--- What you have to do ---
Please start at the first line of the records beneath and quote each line exactly, ending with the line containing "use crate::planner::ProductionPlan;".

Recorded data
= Beginning of Section =

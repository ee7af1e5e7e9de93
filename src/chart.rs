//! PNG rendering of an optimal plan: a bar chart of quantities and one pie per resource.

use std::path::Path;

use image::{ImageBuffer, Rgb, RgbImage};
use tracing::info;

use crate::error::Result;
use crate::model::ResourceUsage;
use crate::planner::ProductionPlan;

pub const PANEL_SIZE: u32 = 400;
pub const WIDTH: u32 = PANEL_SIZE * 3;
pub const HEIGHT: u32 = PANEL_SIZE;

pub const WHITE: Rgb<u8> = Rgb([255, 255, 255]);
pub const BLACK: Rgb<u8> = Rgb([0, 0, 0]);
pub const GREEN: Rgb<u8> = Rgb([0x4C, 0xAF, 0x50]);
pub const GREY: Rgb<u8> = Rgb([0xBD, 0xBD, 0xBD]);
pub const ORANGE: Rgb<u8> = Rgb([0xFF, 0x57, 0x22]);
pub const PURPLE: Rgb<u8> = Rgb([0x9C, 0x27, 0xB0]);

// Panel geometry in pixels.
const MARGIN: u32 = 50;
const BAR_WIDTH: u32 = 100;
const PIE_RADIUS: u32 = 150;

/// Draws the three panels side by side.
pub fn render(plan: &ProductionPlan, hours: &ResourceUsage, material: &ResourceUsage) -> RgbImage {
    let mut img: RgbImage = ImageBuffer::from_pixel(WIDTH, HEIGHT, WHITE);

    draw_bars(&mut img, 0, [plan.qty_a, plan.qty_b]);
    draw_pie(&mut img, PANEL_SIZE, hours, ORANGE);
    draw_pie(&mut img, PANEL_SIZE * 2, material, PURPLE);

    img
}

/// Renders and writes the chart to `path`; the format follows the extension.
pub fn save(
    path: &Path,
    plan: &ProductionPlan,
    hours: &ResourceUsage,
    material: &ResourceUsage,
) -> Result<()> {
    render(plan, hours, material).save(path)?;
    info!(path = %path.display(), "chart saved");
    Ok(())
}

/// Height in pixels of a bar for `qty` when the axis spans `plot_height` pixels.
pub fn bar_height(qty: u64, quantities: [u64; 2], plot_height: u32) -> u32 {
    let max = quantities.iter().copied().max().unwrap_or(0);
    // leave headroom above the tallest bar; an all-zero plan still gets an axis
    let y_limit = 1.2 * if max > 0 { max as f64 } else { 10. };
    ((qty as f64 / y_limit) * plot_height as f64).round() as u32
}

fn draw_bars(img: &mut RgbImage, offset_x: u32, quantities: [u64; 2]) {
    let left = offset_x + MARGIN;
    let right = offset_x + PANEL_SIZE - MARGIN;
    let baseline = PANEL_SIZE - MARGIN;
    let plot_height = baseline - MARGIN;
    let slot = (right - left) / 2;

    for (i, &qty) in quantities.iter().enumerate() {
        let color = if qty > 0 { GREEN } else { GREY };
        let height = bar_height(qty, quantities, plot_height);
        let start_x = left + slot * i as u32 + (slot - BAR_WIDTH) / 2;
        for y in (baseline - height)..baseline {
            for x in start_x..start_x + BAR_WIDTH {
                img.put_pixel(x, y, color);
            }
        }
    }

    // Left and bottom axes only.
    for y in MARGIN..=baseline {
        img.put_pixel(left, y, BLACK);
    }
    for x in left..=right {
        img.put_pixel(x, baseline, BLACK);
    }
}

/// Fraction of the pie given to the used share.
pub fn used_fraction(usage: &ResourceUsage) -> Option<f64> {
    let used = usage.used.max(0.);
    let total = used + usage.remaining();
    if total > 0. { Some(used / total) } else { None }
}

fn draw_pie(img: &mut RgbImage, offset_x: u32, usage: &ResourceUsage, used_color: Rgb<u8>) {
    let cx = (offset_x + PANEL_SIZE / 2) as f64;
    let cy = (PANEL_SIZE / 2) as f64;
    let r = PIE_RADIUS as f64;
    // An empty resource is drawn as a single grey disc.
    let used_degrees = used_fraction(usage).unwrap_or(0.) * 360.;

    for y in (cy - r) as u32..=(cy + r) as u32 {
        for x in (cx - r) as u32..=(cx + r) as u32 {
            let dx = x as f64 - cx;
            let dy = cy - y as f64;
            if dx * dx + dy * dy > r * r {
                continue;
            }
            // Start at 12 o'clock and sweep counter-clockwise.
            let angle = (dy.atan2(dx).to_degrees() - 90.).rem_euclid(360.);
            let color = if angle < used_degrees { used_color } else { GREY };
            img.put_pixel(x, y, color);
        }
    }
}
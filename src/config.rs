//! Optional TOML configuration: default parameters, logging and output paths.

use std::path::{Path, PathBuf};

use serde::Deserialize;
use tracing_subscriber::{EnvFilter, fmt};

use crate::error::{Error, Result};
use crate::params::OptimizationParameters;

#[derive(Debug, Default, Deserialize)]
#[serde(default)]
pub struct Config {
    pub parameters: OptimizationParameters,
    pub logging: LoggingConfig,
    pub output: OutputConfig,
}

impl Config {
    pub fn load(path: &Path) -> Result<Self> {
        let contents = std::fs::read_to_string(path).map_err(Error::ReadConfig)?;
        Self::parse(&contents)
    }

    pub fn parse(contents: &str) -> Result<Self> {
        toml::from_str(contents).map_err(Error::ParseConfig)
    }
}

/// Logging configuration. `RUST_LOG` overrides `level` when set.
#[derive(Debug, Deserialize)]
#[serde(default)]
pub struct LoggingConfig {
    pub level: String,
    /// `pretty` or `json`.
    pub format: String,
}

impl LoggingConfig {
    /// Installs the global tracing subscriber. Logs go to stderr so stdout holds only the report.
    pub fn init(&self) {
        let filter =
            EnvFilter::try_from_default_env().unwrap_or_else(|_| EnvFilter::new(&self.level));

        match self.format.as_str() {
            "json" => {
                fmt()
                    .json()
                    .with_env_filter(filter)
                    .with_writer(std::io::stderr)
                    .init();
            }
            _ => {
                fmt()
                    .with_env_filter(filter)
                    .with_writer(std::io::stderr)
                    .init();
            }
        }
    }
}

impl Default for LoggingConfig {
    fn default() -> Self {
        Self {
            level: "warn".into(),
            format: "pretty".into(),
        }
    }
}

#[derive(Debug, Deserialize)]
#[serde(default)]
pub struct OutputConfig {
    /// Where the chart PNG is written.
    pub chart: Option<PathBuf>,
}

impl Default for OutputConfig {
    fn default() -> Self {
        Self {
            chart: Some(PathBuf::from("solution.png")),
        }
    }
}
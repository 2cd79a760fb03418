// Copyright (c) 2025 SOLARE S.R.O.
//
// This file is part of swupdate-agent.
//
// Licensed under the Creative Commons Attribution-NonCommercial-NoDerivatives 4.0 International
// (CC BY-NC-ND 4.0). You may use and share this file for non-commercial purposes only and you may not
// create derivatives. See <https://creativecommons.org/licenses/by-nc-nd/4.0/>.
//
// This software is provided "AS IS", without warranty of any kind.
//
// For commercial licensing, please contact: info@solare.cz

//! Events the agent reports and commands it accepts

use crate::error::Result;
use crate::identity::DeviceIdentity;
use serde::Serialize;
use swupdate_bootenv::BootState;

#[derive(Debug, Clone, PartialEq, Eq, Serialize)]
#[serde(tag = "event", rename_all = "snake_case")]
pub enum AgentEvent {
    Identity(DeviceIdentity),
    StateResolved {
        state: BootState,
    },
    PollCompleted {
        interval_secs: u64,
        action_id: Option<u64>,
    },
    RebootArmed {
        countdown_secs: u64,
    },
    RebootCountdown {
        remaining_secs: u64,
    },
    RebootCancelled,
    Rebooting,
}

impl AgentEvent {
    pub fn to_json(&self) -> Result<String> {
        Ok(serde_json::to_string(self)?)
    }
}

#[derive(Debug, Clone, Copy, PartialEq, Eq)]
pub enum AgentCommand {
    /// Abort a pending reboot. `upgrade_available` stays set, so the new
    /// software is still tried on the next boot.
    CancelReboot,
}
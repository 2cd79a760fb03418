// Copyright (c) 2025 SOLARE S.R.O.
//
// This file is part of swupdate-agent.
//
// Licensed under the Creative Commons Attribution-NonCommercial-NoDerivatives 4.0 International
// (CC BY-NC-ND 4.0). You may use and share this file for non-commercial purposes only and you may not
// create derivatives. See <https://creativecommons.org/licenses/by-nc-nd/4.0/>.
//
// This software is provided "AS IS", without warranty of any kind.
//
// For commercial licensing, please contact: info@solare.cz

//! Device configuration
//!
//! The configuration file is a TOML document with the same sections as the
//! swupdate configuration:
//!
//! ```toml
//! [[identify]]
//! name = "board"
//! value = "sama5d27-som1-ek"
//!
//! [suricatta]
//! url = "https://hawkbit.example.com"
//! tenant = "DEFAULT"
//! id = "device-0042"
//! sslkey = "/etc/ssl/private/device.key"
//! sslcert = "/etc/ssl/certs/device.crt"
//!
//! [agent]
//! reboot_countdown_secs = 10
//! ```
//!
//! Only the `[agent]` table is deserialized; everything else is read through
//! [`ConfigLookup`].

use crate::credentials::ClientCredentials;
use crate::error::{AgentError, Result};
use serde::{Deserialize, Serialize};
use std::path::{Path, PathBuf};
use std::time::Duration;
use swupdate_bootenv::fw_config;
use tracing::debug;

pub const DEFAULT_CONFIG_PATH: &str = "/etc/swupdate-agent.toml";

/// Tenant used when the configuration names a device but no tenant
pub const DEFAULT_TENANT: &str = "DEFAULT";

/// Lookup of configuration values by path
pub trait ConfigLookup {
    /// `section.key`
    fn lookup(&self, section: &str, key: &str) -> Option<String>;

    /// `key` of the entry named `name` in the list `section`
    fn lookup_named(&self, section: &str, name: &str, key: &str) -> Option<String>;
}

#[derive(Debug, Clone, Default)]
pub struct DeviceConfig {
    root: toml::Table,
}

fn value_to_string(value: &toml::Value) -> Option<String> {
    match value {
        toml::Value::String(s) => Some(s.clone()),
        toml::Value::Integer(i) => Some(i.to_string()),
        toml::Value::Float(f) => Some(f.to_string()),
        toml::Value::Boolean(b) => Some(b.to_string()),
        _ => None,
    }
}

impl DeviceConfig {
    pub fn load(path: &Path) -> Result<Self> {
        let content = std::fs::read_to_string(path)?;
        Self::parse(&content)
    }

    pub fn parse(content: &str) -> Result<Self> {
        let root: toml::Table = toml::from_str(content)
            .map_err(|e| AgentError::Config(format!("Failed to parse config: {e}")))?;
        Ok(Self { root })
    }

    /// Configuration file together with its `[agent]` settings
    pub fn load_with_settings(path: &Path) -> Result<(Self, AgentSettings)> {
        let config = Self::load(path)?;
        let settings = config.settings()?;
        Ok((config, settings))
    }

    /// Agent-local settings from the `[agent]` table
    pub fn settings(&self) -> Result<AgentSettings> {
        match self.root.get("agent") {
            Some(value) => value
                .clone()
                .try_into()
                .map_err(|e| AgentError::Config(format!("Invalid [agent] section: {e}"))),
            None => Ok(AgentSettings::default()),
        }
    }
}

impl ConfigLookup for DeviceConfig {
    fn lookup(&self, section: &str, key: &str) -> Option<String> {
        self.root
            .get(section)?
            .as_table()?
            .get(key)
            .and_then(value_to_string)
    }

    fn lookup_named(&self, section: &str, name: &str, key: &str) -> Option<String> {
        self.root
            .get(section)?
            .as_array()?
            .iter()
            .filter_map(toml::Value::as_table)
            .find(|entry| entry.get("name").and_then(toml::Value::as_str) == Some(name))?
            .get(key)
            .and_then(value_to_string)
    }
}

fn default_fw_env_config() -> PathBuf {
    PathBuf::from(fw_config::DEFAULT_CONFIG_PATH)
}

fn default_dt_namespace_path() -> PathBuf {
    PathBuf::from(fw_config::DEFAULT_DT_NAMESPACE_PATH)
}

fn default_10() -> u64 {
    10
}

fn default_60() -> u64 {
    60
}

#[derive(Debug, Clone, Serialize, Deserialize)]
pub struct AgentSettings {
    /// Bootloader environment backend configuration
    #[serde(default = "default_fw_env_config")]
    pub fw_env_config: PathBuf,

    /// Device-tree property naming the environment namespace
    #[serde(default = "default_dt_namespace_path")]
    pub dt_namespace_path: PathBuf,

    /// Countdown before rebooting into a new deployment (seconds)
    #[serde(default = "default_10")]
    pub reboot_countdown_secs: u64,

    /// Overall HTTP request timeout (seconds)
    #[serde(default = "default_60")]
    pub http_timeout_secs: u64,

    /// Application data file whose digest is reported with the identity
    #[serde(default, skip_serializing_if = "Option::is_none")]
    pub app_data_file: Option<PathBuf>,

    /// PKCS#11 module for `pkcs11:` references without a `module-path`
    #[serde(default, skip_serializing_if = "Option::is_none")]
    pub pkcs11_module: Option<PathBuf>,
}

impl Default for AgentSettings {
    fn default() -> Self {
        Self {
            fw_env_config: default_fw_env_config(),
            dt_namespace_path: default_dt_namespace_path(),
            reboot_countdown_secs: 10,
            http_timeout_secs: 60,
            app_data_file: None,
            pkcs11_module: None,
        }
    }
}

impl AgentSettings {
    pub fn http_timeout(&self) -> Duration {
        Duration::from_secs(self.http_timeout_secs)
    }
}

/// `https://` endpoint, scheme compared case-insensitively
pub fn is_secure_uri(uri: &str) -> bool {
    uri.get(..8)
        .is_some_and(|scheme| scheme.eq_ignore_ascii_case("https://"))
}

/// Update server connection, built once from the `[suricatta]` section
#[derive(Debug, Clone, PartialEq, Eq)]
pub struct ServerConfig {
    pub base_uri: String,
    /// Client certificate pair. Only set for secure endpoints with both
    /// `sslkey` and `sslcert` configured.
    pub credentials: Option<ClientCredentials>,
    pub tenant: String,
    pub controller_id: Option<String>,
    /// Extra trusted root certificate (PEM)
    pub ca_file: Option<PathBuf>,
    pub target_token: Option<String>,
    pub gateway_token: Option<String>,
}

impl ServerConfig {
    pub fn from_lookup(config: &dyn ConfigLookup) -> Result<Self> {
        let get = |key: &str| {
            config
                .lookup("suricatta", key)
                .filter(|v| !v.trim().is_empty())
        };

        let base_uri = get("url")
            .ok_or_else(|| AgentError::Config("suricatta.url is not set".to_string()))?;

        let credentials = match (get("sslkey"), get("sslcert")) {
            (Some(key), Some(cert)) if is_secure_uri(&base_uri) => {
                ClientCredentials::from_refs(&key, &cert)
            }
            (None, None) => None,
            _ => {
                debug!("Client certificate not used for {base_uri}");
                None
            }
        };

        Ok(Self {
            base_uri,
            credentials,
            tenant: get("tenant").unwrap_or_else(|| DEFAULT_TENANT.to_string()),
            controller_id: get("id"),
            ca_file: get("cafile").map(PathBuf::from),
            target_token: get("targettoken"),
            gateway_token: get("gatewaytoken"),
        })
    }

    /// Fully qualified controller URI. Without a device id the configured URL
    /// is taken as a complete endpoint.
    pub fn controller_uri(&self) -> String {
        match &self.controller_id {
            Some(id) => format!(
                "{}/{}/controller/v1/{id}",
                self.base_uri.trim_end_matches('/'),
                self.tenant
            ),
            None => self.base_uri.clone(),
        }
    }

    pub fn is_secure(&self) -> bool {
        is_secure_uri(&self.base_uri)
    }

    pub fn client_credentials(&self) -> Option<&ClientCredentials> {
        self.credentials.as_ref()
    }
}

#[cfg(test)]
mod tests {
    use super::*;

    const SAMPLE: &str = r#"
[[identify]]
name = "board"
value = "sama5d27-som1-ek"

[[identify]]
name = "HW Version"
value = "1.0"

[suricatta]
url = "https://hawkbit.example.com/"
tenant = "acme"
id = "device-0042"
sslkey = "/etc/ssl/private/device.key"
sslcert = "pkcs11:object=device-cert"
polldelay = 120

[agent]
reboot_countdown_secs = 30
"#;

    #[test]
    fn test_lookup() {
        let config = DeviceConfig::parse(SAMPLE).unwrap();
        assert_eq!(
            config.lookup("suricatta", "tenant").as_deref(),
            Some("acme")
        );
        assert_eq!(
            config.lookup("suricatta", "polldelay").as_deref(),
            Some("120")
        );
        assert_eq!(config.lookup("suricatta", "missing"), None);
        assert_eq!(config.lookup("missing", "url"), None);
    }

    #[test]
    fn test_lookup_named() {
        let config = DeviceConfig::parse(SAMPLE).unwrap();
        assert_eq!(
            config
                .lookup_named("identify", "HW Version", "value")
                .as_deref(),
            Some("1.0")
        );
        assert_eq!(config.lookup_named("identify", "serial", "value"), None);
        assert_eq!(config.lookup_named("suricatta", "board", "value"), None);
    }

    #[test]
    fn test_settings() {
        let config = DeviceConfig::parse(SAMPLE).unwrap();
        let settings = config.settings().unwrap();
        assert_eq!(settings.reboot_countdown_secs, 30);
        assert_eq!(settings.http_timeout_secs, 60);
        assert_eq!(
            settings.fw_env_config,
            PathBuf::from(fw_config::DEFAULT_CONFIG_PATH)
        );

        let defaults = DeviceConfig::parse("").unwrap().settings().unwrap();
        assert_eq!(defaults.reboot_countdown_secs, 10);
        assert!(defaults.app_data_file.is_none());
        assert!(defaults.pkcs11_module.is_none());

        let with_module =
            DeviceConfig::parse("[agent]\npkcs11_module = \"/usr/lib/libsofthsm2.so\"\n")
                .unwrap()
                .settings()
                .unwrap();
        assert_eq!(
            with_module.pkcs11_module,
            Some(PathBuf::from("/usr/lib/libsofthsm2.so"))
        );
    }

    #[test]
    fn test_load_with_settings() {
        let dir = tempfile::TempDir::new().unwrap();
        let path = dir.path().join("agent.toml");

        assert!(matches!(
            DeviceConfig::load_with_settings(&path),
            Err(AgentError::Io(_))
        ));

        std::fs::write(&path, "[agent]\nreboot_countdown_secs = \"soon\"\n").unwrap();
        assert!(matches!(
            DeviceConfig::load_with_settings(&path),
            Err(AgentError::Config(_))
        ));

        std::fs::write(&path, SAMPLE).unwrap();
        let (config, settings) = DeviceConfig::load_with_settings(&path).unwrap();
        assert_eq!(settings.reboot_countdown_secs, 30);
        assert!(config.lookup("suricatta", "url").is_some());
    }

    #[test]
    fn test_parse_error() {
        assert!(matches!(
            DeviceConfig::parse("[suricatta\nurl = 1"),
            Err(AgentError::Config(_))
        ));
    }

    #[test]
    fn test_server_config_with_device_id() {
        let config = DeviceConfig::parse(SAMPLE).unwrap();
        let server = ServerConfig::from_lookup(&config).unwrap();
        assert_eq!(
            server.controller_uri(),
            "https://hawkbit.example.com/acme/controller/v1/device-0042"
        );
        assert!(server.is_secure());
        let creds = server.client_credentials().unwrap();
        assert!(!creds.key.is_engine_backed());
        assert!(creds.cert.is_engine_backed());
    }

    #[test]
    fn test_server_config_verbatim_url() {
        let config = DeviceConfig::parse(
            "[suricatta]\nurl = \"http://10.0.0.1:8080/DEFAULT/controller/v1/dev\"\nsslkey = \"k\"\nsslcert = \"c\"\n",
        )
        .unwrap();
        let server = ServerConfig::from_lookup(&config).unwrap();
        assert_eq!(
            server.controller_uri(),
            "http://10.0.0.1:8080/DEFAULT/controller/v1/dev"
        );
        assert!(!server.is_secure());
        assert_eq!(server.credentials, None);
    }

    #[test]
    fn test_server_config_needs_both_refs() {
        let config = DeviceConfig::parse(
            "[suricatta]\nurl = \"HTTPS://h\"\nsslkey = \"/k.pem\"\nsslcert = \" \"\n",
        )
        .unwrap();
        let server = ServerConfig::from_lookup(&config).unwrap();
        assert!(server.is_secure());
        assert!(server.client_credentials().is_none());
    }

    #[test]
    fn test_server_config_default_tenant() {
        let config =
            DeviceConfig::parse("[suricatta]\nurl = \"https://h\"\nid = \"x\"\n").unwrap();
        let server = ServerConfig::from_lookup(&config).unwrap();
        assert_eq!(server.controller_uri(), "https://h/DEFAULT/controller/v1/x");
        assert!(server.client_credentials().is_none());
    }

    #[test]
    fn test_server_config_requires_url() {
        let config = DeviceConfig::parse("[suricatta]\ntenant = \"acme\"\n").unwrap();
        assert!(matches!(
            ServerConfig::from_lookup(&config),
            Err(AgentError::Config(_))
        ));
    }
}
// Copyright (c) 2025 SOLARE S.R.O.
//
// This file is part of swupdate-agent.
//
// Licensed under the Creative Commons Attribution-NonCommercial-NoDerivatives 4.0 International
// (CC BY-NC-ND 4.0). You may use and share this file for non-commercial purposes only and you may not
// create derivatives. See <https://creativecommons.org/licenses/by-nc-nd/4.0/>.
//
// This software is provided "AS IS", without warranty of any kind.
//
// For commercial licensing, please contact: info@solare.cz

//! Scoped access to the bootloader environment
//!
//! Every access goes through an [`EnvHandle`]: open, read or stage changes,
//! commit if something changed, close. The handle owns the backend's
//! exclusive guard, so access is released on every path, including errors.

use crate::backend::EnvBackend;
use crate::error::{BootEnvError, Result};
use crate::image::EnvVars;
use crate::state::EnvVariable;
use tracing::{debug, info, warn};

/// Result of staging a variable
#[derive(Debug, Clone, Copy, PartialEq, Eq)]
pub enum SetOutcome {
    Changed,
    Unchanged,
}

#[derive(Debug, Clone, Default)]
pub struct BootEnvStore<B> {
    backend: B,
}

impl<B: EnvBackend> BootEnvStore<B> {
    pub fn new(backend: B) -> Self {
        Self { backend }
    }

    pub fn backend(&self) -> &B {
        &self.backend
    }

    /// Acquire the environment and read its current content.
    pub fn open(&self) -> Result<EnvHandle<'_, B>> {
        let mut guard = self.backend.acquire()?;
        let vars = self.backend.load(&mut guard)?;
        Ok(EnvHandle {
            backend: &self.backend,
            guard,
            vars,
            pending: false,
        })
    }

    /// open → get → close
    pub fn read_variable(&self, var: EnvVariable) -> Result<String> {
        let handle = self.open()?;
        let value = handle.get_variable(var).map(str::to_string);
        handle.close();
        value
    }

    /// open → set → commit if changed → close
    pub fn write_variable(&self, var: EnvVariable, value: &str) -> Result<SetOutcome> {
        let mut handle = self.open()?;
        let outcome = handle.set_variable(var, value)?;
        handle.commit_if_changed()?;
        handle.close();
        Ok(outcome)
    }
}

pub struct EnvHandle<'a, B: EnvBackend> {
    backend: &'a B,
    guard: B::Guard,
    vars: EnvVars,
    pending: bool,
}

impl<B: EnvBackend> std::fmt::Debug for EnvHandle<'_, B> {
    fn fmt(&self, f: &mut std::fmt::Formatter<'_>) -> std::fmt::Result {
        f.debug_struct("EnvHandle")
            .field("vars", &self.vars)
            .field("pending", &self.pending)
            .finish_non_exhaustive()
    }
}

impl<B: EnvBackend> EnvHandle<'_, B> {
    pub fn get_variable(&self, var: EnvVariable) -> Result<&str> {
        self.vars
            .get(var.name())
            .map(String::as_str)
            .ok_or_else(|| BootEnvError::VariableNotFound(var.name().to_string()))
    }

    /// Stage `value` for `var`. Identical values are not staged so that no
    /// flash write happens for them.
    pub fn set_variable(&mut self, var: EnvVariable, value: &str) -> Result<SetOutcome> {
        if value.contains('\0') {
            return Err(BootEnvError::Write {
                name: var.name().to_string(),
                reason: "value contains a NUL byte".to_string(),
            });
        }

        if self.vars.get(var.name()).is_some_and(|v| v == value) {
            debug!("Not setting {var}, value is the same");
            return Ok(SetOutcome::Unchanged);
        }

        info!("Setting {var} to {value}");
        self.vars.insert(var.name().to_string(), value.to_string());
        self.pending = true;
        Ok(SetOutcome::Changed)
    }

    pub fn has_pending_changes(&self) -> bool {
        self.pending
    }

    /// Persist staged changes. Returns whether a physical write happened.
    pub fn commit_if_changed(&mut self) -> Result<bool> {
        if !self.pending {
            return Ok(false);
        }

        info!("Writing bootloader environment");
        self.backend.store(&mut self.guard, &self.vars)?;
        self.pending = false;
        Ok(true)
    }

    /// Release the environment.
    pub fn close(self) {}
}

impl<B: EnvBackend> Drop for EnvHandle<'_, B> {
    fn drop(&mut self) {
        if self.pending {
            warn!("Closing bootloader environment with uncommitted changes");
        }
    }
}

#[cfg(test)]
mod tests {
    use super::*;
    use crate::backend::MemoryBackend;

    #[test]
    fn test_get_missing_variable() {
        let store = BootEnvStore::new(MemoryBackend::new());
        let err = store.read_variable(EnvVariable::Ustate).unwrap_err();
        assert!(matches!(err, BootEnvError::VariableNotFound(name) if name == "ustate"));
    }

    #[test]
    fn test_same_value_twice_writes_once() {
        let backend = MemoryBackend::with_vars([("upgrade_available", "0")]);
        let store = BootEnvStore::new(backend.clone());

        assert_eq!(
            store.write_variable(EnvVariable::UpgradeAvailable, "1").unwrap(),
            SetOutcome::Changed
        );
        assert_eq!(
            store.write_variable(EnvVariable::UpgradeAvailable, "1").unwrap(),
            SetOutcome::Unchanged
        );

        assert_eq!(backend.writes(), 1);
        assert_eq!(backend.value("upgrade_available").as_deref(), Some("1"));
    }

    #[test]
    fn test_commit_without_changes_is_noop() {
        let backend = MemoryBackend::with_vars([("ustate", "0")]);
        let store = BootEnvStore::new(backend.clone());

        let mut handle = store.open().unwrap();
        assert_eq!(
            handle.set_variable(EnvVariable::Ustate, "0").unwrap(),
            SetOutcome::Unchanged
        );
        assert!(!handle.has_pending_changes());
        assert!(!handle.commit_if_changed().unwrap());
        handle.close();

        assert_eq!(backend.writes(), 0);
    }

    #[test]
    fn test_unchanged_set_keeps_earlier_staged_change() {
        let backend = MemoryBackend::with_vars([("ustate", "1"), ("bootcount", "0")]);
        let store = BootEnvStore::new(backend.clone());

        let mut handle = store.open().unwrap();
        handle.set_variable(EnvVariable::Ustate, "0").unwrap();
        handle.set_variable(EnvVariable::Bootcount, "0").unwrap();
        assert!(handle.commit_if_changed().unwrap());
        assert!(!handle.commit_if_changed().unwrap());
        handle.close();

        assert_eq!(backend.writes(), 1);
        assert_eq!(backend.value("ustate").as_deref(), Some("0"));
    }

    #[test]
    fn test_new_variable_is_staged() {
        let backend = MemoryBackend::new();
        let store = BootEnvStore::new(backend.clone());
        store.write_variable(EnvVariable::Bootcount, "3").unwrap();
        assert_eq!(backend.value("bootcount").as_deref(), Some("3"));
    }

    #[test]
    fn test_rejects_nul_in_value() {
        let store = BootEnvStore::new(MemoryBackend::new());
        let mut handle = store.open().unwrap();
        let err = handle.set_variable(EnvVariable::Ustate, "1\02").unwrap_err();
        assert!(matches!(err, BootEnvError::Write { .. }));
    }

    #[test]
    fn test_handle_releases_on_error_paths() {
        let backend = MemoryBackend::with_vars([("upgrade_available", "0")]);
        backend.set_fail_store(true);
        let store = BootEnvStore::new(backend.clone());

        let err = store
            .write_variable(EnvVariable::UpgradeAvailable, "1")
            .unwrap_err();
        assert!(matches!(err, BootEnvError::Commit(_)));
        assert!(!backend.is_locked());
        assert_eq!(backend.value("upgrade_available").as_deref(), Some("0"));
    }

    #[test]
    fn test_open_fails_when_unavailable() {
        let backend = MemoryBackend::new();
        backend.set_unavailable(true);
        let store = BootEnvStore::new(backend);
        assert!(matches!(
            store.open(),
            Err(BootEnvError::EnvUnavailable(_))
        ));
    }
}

= End of Section =

--- Reply to the task ---
repository ee7af1e5e7e9de93
filename src/chart.rs
//! PNG rendering of an optimal plan: a bar chart of quantities and one pie per resource.

use std::path::Path;

use image::{ImageBuffer, Rgb, RgbImage};
use tracing::info;

use crate::error::Result;
use crate::model::ResourceUsage;
use crate::planner::ProductionPlan;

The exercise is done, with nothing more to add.